Com esforço, estiquei o que restava do meu braço e toquei na mão dele. Foi como se algo quebrasse — uma parede invisível entre nós. Pela primeira vez, a dor dele e a minha se encontraram ali, naquele gesto simples.

— Eu também estou com medo. O que será que vai ser daqui pra frente? — Perguntei, sem esperar resposta. Porque talvez nem existisse uma.

***

Os dias seguintes foram um borrão de lágrimas e silêncio. Fiquei trancado em casa, tentando encontrar sentido em tudo, mas só encontrava dor. Chorava muito, principalmente nos momentos mais simples — como na hora do banho, ou quando tentava escovar os dentes com a mão direita que não estava mais lá. Aquilo me quebrava. Eu era uma pessoa deficiente agora. Nunca pensei que diria isso sobre mim mesmo. A palavra parecia pesada demais, dura demais, cruel demais.

Minha família se mobilizou rápido. Visitamos vários especialistas, buscamos opiniões, informações sobre próteses, formas de reaprender a viver. Tudo parecia técnico demais, distante. Eu queria respostas mais simples: como escrever? como amarrar o cadarço? como apertar a mão de alguém?

Os médicos do centro de apoio fizeram o que puderam com o pouco que tinham, e eu sou grato por isso. Mas minha mãe… ela não aceitou que aquilo era o melhor que podiam fazer. Me levou a um cirurgião plástico, em busca de uma nova chance. E o médico topou. Lá fui eu de novo pra uma mesa de cirurgia, só que dessa vez num hospital de verdade.

Achei que fosse doer mais. Mas não doeu tanto quanto imaginei. O difícil mesmo veio depois. A recuperação. Tinha algo muito doido acontecendo: eu sentia meu braço. A mão, os dedos… como se ainda estivessem lá. Às vezes parecia que estavam fechando com força, outras vezes formigavam, coçavam, queimavam. Mas não estavam mais ali. Nada disso estava.
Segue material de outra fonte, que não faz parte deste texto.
use color_eyre::{eyre::eyre, Result};
use serde::Deserialize;
use std::path::{Path, PathBuf};
use std::time::Duration;
use tracing::warn;

pub const DEFAULT_API_URL: &str = "https://festika-ai.vercel.app/api";

#[derive(Debug, Clone, Default, Deserialize)]
pub struct Config {
  #[serde(default)]
  pub api: ApiConfig,
  #[serde(default)]
  pub storage: StorageConfig,
  #[serde(default)]
  pub admin: AdminConfig,
}

#[derive(Debug, Clone, Deserialize)]
#[serde(default)]
pub struct ApiConfig {
  pub base_url: String,
  /// Per-attempt timeout; generous because the backend is serverless
  pub timeout_secs: u64,
  /// Extra attempts after a timeout
  pub max_retries: u32,
  pub retry_delay_secs: u64,
  /// How long a successful GET response is served from cache
  pub cache_ttl_secs: u64,
  pub cache_enabled: bool,
}

impl Default for ApiConfig {
  fn default() -> Self {
    Self {
      base_url: DEFAULT_API_URL.to_string(),
      timeout_secs: 60,
      max_retries: 2,
      retry_delay_secs: 2,
      cache_ttl_secs: 5 * 60,
      cache_enabled: true,
    }
  }
}

impl ApiConfig {
  pub fn timeout(&self) -> Duration {
    Duration::from_secs(self.timeout_secs)
  }

  pub fn retry_delay(&self) -> Duration {
    Duration::from_secs(self.retry_delay_secs)
  }

  /// Out-of-range values fall back to the default five minutes.
  pub fn cache_ttl(&self) -> chrono::Duration {
    i64::try_from(self.cache_ttl_secs)
      .ok()
      .and_then(chrono::Duration::try_seconds)
      .unwrap_or_else(|| {
        warn!("cache_ttl_secs {} out of range, using default", self.cache_ttl_secs);
        chrono::Duration::minutes(5)
      })
  }
}

#[derive(Debug, Clone, Deserialize)]
#[serde(default)]
pub struct StorageConfig {
  /// Namespace prepended to every key except the admin session
  pub prefix: String,
  /// Override for the SQLite file backing persistent state
  pub path: Option<PathBuf>,
}

impl Default for StorageConfig {
  fn default() -> Self {
    Self {
      prefix: "citarasa_".to_string(),
      path: None,
    }
  }
}

/// Dashboard credentials. Compared locally, this is a display gate and
/// not a security boundary.
#[derive(Debug, Clone, Deserialize)]
#[serde(default)]
pub struct AdminConfig {
  pub username: String,
  pub password: String,
}

impl Default for AdminConfig {
  fn default() -> Self {
    Self {
      username: "admin".to_string(),
      password: "admin".to_string(),
    }
  }
}

impl Config {
  /// Load configuration from file.
  ///
  /// Search order:
  /// 1. Explicit path if provided
  /// 2. ./citarasa.yaml (current directory)
  /// 3. $XDG_CONFIG_HOME/citarasa/config.yaml
  ///
  /// Falls back to built-in defaults when no file is found.
  pub fn load(explicit_path: Option<&Path>) -> Result<Self> {
    let path = if let Some(p) = explicit_path {
      if p.exists() {
        Some(p.to_path_buf())
      } else {
        return Err(eyre!("Config file not found: {}", p.display()));
      }
    } else {
      Self::find_config_file()
    };

    let mut config = match path {
      Some(p) => Self::load_from_path(&p)?,
      None => Config::default(),
    };

    if let Some(password) = Self::get_admin_password() {
      config.admin.password = password;
    }

    Ok(config)
  }

  fn find_config_file() -> Option<PathBuf> {
    let local = PathBuf::from("citarasa.yaml");
    if local.exists() {
      return Some(local);
    }

    if let Some(config_dir) = dirs::config_dir() {
      let xdg_path = config_dir.join("citarasa").join("config.yaml");
      if xdg_path.exists() {
        return Some(xdg_path);
      }
    }

    None
  }

  fn load_from_path(path: &Path) -> Result<Self> {
    let contents = std::fs::read_to_string(path)
      .map_err(|e| eyre!("Failed to read config file {}: {}", path.display(), e))?;

    Self::parse(&contents)
      .map_err(|e| eyre!("Failed to parse config file {}: {}", path.display(), e))
  }

  fn parse(contents: &str) -> Result<Self, serde_yaml::Error> {
    // An empty file deserializes to null, treat it like no overrides
    if contents.trim().is_empty() {
      return Ok(Config::default());
    }
    serde_yaml::from_str(contents)
  }

  /// Admin password override from CITARASA_ADMIN_PASSWORD.
  fn get_admin_password() -> Option<String> {
    std::env::var("CITARASA_ADMIN_PASSWORD")
      .ok()
      .filter(|p| !p.is_empty())
  }

  /// Directory for the database and log file.
  pub fn data_dir() -> Result<PathBuf> {
    let data_dir = dirs::data_dir()
      .or_else(|| dirs::home_dir().map(|p| p.join(".local/share")))
      .ok_or_else(|| eyre!("Could not determine data directory"))?;

    Ok(data_dir.join("citarasa"))
  }
}

#[cfg(test)]
mod tests {
  use super::*;

  #[test]
  fn test_defaults_match_service_policy() {
    let config = Config::default();
    assert_eq!(config.api.base_url, DEFAULT_API_URL);
    assert_eq!(config.api.timeout(), Duration::from_secs(60));
    assert_eq!(config.api.max_retries, 2);
    assert_eq!(config.api.retry_delay(), Duration::from_secs(2));
    assert_eq!(config.api.cache_ttl(), chrono::Duration::minutes(5));
    assert_eq!(config.storage.prefix, "citarasa_");
    assert_eq!(config.admin.username, "admin");
  }

  #[test]
  fn test_huge_cache_ttl_falls_back() {
    let api = ApiConfig {
      cache_ttl_secs: u64::MAX,
      ..Default::default()
    };
    assert_eq!(api.cache_ttl(), chrono::Duration::minutes(5));

    let api = ApiConfig {
      cache_ttl_secs: i64::MAX as u64,
      ..Default::default()
    };
    assert_eq!(api.cache_ttl(), chrono::Duration::minutes(5));
  }

  #[test]
  fn test_partial_yaml_keeps_defaults() {
    let config = Config::parse("api:\n  base_url: http://localhost:5000/api\n  max_retries: 0\n")
      .unwrap();
    assert_eq!(config.api.base_url, "http://localhost:5000/api");
    assert_eq!(config.api.max_retries, 0);
    assert_eq!(config.api.timeout_secs, 60);
    assert!(config.api.cache_enabled);
    assert_eq!(config.storage.prefix, "citarasa_");
  }

  #[test]
  fn test_empty_file_is_default() {
    let config = Config::parse("  \n").unwrap();
    assert_eq!(config.api.base_url, DEFAULT_API_URL);
  }

  #[test]
  fn test_missing_explicit_path_is_error() {
    let result = Config::load(Some(Path::new("/nonexistent/citarasa.yaml")));
    assert!(result.is_err());
  }
}
impl View for DirectoryView {
  fn handle_key(&mut self, key: KeyEvent) -> ViewAction {
    match self.search.handle_key(key) {
      KeyResult::Event(SearchEvent::Changed(text)) => {
        if text.is_empty() && !self.search.is_active() && !self.submitted.is_empty() {
          // Cancelled: back to the full list
          self.submitted.clear();
          self.results = Self::search_query(&self.services, "");
        }
        self.filter.query = Some(text).filter(|t| !t.is_empty());
        return ViewAction::None;
      }
      KeyResult::Event(SearchEvent::Submitted(query)) => {
        self.run_search(&query);
        return ViewAction::None;
      }
      KeyResult::Handled => return ViewAction::None,
      KeyResult::NotHandled => {}
    }

    match key.code {
      KeyCode::Char('j') | KeyCode::Down => self.list_state.select_next(),
      KeyCode::Char('k') | KeyCode::Up => self.list_state.select_previous(),
      KeyCode::Char('r') => {
        self.filter.region = cycle(&self.region_options(), self.filter.region.as_deref());
      }
      KeyCode::Char('c') => {
        self.filter.category = cycle(&self.category_options(), self.filter.category.as_deref());
      }
      KeyCode::Char('s') => self.set_sort(self.sort.next()),
      KeyCode::Char('v') => self.set_mode(self.mode.toggled()),
      KeyCode::Char('F') => self.favorites_only = !self.favorites_only,
      KeyCode::Char('f') => {
        if let Some(food) = self.selected_food() {
          self.toggle_favorite(&food);
        }
      }
      KeyCode::Char('p') => {
        if let Some(query) = self.recent.get(self.recent_cursor % self.recent.len().max(1)).cloned() {
          self.recent_cursor += 1;
          self.run_search(&query);
        }
      }
      KeyCode::Char('x') => match self.services.storage.clear_recent_searches() {
        Ok(()) => {
          self.recent.clear();
          self.services.notifier.info("Riwayat pencarian dihapus");
        }
        Err(e) => self.services.notifier.error(format!("Gagal menghapus riwayat: {}", e)),
      },
      KeyCode::Char('R') => {
        self.results.refetch();
        self.options.refetch();
      }
      KeyCode::Enter => {
        if let Some(food) = self.selected_food() {
          return ViewAction::Push(Box::new(FoodDetailView::new(food, self.services.clone())));
        }
      }
      KeyCode::Char('q') | KeyCode::Esc => return ViewAction::Pop,
      _ => {}
    }
    ViewAction::None
  }

  fn render(&mut self, frame: &mut Frame, area: Rect) {
    let chunks = Layout::vertical([Constraint::Length(4), Constraint::Min(3)]).split(area);
    self.render_filters(frame, chunks[0]);
    self.render_foods(frame, chunks[1]);
    self.search.render_overlay(frame, chunks[1]);
  }

  fn breadcrumb_label(&self) -> String {
    if self.submitted.is_empty() {
      Page::Directory.label().to_string()
    } else {
      format!("{} [{}]", Page::Directory.label(), self.submitted)
    }
  }

  fn page(&self) -> Page {
    Page::Directory
  }

  fn captures_input(&self) -> bool {
    self.search.is_active()
  }

  fn tick(&mut self) {
    if self.results.poll() {
      let foods = self.results.data().map(|p| p.results.clone()).unwrap_or_default();
      self.catalog.replace(foods);
    }
    self.options.poll();
  }

  /// A popped detail view may have toggled favorites.
  fn on_resume(&mut self) {
    match self.services.storage.get_favorites() {
      Ok(favorites) => self.favorites = favorites,
      Err(e) => self
        .services
        .notifier
        .error(format!("Gagal membaca favorit: {}", e)),
    }
  }

  fn shortcuts(&self) -> Vec<Shortcut> {
    vec![
      Shortcut::new("/", "cari").with_priority(10),
      Shortcut::new("r/c", "daerah/kategori").with_priority(20),
      Shortcut::new("s", "urutkan").with_priority(30),
      Shortcut::new("v", "tampilan").with_priority(40),
      Shortcut::new("f/F", "favorit").with_priority(50),
      Shortcut::new("p/x", "riwayat").with_priority(60),
      Shortcut::new("q", "back").with_priority(90),
    ]
  }
}
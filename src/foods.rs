//! In-memory filtering and ordering over the last fetched food list.
//!
//! Nothing here talks to the network: views fetch, hand the result to a
//! `FoodCatalog`, and re-filter locally as the user changes options.

use serde::{Deserialize, Serialize};
use std::cmp::Ordering;

use crate::api::types::{Food, FoodId};

#[derive(Debug, Clone, Copy, Default, PartialEq, Eq, Serialize, Deserialize)]
pub enum SortOrder {
  /// Server order
  #[default]
  #[serde(rename = "default")]
  Default,
  #[serde(rename = "name-asc")]
  NameAsc,
  #[serde(rename = "name-desc")]
  NameDesc,
  #[serde(rename = "rating-desc")]
  RatingDesc,
  #[serde(rename = "rating-asc")]
  RatingAsc,
}

impl SortOrder {
  pub const ALL: [SortOrder; 5] = [
    SortOrder::Default,
    SortOrder::NameAsc,
    SortOrder::NameDesc,
    SortOrder::RatingDesc,
    SortOrder::RatingAsc,
  ];

  pub fn label(&self) -> &'static str {
    match self {
      SortOrder::Default => "Relevansi",
      SortOrder::NameAsc => "Nama (A-Z)",
      SortOrder::NameDesc => "Nama (Z-A)",
      SortOrder::RatingDesc => "Rating Tertinggi",
      SortOrder::RatingAsc => "Rating Terendah",
    }
  }

  pub fn next(&self) -> Self {
    let idx = Self::ALL.iter().position(|s| s == self).unwrap_or(0);
    Self::ALL[(idx + 1) % Self::ALL.len()]
  }
}

/// `None` means "all". Region and category match exactly, the query is a
/// case-insensitive substring of name or description.
#[derive(Debug, Clone, Default, PartialEq, Eq)]
pub struct FoodFilter {
  pub query: Option<String>,
  pub region: Option<String>,
  pub category: Option<String>,
}

impl FoodFilter {
  pub fn matches(&self, food: &Food) -> bool {
    let match_query = self.query.as_deref().map_or(true, |q| {
      let q = q.trim().to_lowercase();
      q.is_empty()
        || food.name.to_lowercase().contains(&q)
        || food
          .description
          .as_deref()
          .is_some_and(|d| d.to_lowercase().contains(&q))
    });
    let match_region = self.region.as_ref().map_or(true, |r| &food.region == r);
    let match_category = self
      .category
      .as_ref()
      .map_or(true, |c| food.category.as_ref() == Some(c));
    match_query && match_region && match_category
  }
}

/// Case-insensitive ordering with a case-sensitive tie break, so "soto"
/// and "Soto" sort together but deterministically.
pub fn locale_compare(a: &str, b: &str) -> Ordering {
  a.to_lowercase()
    .cmp(&b.to_lowercase())
    .then_with(|| a.cmp(b))
}

fn compare_rating(a: &Food, b: &Food) -> Ordering {
  a.rating_or_zero()
    .partial_cmp(&b.rating_or_zero())
    .unwrap_or(Ordering::Equal)
}

/// Sort in place. Stable, so equal keys keep server order.
pub fn sort_foods(foods: &mut [Food], order: SortOrder) {
  match order {
    SortOrder::Default => {}
    SortOrder::NameAsc => foods.sort_by(|a, b| locale_compare(&a.name, &b.name)),
    SortOrder::NameDesc => foods.sort_by(|a, b| locale_compare(&b.name, &a.name)),
    SortOrder::RatingDesc => foods.sort_by(|a, b| compare_rating(b, a)),
    SortOrder::RatingAsc => foods.sort_by(compare_rating),
  }
}

#[derive(Debug, Clone, Default)]
pub struct FoodCatalog {
  foods: Vec<Food>,
}

impl FoodCatalog {
  pub fn new(foods: Vec<Food>) -> Self {
    Self { foods }
  }

  /// Swap in a freshly fetched result set.
  pub fn replace(&mut self, foods: Vec<Food>) {
    self.foods = foods;
  }

  pub fn foods(&self) -> &[Food] {
    &self.foods
  }

  pub fn len(&self) -> usize {
    self.foods.len()
  }

  pub fn is_empty(&self) -> bool {
    self.foods.is_empty()
  }

  pub fn get_food_by_id(&self, id: FoodId) -> Option<&Food> {
    self.foods.iter().find(|f| f.id == id)
  }

  /// Distinct region names in first-seen order.
  pub fn regions(&self) -> Vec<String> {
    distinct(self.foods.iter().map(|f| f.region.clone()))
  }

  /// Distinct category names in first-seen order.
  pub fn categories(&self) -> Vec<String> {
    distinct(self.foods.iter().filter_map(|f| f.category.clone()))
  }

  pub fn filter(&self, filter: &FoodFilter) -> Vec<Food> {
    self
      .foods
      .iter()
      .filter(|f| filter.matches(f))
      .cloned()
      .collect()
  }

  #[allow(dead_code)]
  pub fn sorted(&self, order: SortOrder) -> Vec<Food> {
    let mut foods = self.foods.clone();
    sort_foods(&mut foods, order);
    foods
  }

  /// Filter then sort, leaving the catalog untouched.
  pub fn view(&self, filter: &FoodFilter, order: SortOrder) -> Vec<Food> {
    let mut foods = self.filter(filter);
    sort_foods(&mut foods, order);
    foods
  }

  #[allow(dead_code)]
  pub fn sort_by_name(&self, ascending: bool) -> Vec<Food> {
    let order = if ascending {
      SortOrder::NameAsc
    } else {
      SortOrder::NameDesc
    };
    self.view(&FoodFilter::default(), order)
  }

  /// Foods with a numeric price inside `[min, max]`. Records without a
  /// parseable price never match.
  #[allow(dead_code)]
  pub fn filter_by_price(&self, min: f64, max: f64) -> Vec<Food> {
    self
      .foods
      .iter()
      .filter(|f| f.price_value().is_some_and(|p| p >= min && p <= max))
      .cloned()
      .collect()
  }

  /// Order by numeric price; records without one go last either way.
  #[allow(dead_code)]
  pub fn sort_by_price(&self, ascending: bool) -> Vec<Food> {
    let mut foods = self.foods.clone();
    foods.sort_by(|a, b| match (a.price_value(), b.price_value()) {
      (Some(pa), Some(pb)) => {
        let ord = pa.partial_cmp(&pb).unwrap_or(Ordering::Equal);
        if ascending {
          ord
        } else {
          ord.reverse()
        }
      }
      (Some(_), None) => Ordering::Less,
      (None, Some(_)) => Ordering::Greater,
      (None, None) => Ordering::Equal,
    });
    foods
  }
}

fn distinct(values: impl Iterator<Item = String>) -> Vec<String> {
  let mut out: Vec<String> = Vec::new();
  for v in values {
    if !v.is_empty() && !out.contains(&v) {
      out.push(v);
    }
  }
  out
}

#[cfg(test)]
pub(crate) fn food(id: FoodId, name: &str, region: &str, rating: Option<f64>) -> Food {
  Food {
    id,
    name: name.to_string(),
    region: region.to_string(),
    region_id: None,
    category: None,
    description: None,
    rating,
    ingredients: Vec::new(),
    taste_profile: Vec::new(),
    image_url: None,
    preparation_time: None,
    difficulty_level: None,
    price: None,
  }
}

#[cfg(test)]
mod tests {
  use super::*;
  use serde_json::json;

  fn names(foods: &[Food]) -> Vec<&str> {
    foods.iter().map(|f| f.name.as_str()).collect()
  }

  fn catalog() -> FoodCatalog {
    FoodCatalog::new(vec![
      food(1, "Soto", "Jawa Timur", Some(4.5)),
      food(2, "Rawon", "Jawa Timur", Some(4.8)),
    ])
  }

  #[test]
  fn test_sort_by_rating_desc() {
    let sorted = catalog().sorted(SortOrder::RatingDesc);
    assert_eq!(names(&sorted), vec!["Rawon", "Soto"]);
  }

  #[test]
  fn test_sort_by_name_asc() {
    let sorted = catalog().view(&FoodFilter::default(), SortOrder::NameAsc);
    assert_eq!(names(&sorted), vec!["Rawon", "Soto"]);
    assert_eq!(names(&catalog().sort_by_name(false)), vec!["Soto", "Rawon"]);
  }

  #[test]
  fn test_missing_rating_sorts_as_zero() {
    let catalog = FoodCatalog::new(vec![
      food(1, "Gudeg", "Yogyakarta", None),
      food(2, "Pempek", "Sumatera Selatan", Some(0.5)),
    ]);
    let sorted = catalog.view(&FoodFilter::default(), SortOrder::RatingAsc);
    assert_eq!(names(&sorted), vec!["Gudeg", "Pempek"]);
  }

  #[test]
  fn test_name_sort_ignores_case() {
    let catalog = FoodCatalog::new(vec![
      food(1, "soto", "A", None),
      food(2, "Rendang", "B", None),
      food(3, "ayam betutu", "C", None),
    ]);
    let sorted = catalog.view(&FoodFilter::default(), SortOrder::NameAsc);
    assert_eq!(names(&sorted), vec!["ayam betutu", "Rendang", "soto"]);
  }

  #[test]
  fn test_default_order_is_server_order() {
    let sorted = catalog().view(&FoodFilter::default(), SortOrder::Default);
    assert_eq!(names(&sorted), vec!["Soto", "Rawon"]);
  }

  #[test]
  fn test_filter_by_region_and_category() {
    let mut rendang = food(3, "Rendang", "Sumatera Barat", Some(4.9));
    rendang.category = Some("Makanan Utama".to_string());
    let mut catalog = catalog();
    catalog.replace(vec![
      food(1, "Soto", "Jawa Timur", Some(4.5)),
      rendang,
    ]);

    let by_region = catalog.view(
      &FoodFilter {
        region: Some("Jawa Timur".to_string()),
        ..Default::default()
      },
      SortOrder::Default,
    );
    assert_eq!(names(&by_region), vec!["Soto"]);

    let by_category = catalog.view(
      &FoodFilter {
        category: Some("Makanan Utama".to_string()),
        ..Default::default()
      },
      SortOrder::Default,
    );
    assert_eq!(names(&by_category), vec!["Rendang"]);

    let none = catalog.view(
      &FoodFilter {
        region: Some("Jawa Timur".to_string()),
        category: Some("Makanan Utama".to_string()),
        ..Default::default()
      },
      SortOrder::Default,
    );
    assert!(none.is_empty());
  }

  #[test]
  fn test_query_matches_name_or_description() {
    let mut gudeg = food(3, "Gudeg", "Yogyakarta", None);
    gudeg.description = Some("Nangka muda dimasak santan".to_string());
    let catalog = FoodCatalog::new(vec![food(1, "Soto Ayam", "Jawa Timur", None), gudeg]);

    let filter = |q: &str| FoodFilter {
      query: Some(q.to_string()),
      ..Default::default()
    };
    assert_eq!(names(&catalog.filter(&filter("soto"))), vec!["Soto Ayam"]);
    assert_eq!(names(&catalog.filter(&filter("SANTAN"))), vec!["Gudeg"]);
    assert_eq!(catalog.filter(&filter("  ")).len(), 2);
  }

  #[test]
  fn test_price_helpers_skip_missing_prices() {
    let mut a = food(1, "A", "X", None);
    a.price = Some(json!("20000"));
    let mut b = food(2, "B", "X", None);
    b.price = Some(json!("gratis"));
    let mut c = food(3, "C", "X", None);
    c.price = Some(json!(5000));
    let catalog = FoodCatalog::new(vec![a, b, c]);

    assert_eq!(names(&catalog.filter_by_price(0.0, 10000.0)), vec!["C"]);
    assert_eq!(names(&catalog.sort_by_price(true)), vec!["C", "A", "B"]);
    assert_eq!(names(&catalog.sort_by_price(false)), vec!["A", "C", "B"]);
  }

  #[test]
  fn test_lookup_and_distinct_values() {
    let catalog = catalog();
    assert_eq!(catalog.get_food_by_id(2).map(|f| f.name.as_str()), Some("Rawon"));
    assert!(catalog.get_food_by_id(99).is_none());
    assert_eq!(catalog.regions(), vec!["Jawa Timur"]);
    assert!(catalog.categories().is_empty());
  }

  #[test]
  fn test_sort_order_cycles_and_serializes() {
    assert_eq!(SortOrder::RatingAsc.next(), SortOrder::Default);
    assert_eq!(
      serde_json::to_value(SortOrder::RatingDesc).unwrap(),
      json!("rating-desc")
    );
  }
}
O médico me explicou que era a tal da dor do membro fantasma. Parece nome de coisa inventada, né? Mas é real. Uma dor estranha, absurda, que surge do nada. Uma parte de mim gritando, mesmo depois de ter sido levada embora. Às vezes era só uma pontada, outras vezes parecia que o braço todo pegava fogo. Era desesperador. Tinha momentos em que eu só queria gritar, outros em que só me restava chorar calado.

Com o tempo, foi melhorando. Ainda sinto, de vez em quando. Como uma lembrança do que não está mais aqui. Um eco. Um aviso.

Além disso, tinha a cicatriz. A pele tentando fechar um capítulo que o corpo ainda não entendeu que acabou. O jeito como ela cicatrizasse iria influenciar nas dores futuras, o médico disse. Então eu rezava todos os dias pra que curasse direito, porque a última coisa que eu queria era carregar mais dor do que já estava levando.

A terapia acabou sendo o respiro que eu não sabia que precisava. O Dr. Stevens era um senhor de idade com cara de quem já viu de tudo. Tinha um jeito leve de fazer perguntas que me desmontavam sem esforço, como se ele conseguisse enxergar além daquilo que eu conseguia colocar em palavras.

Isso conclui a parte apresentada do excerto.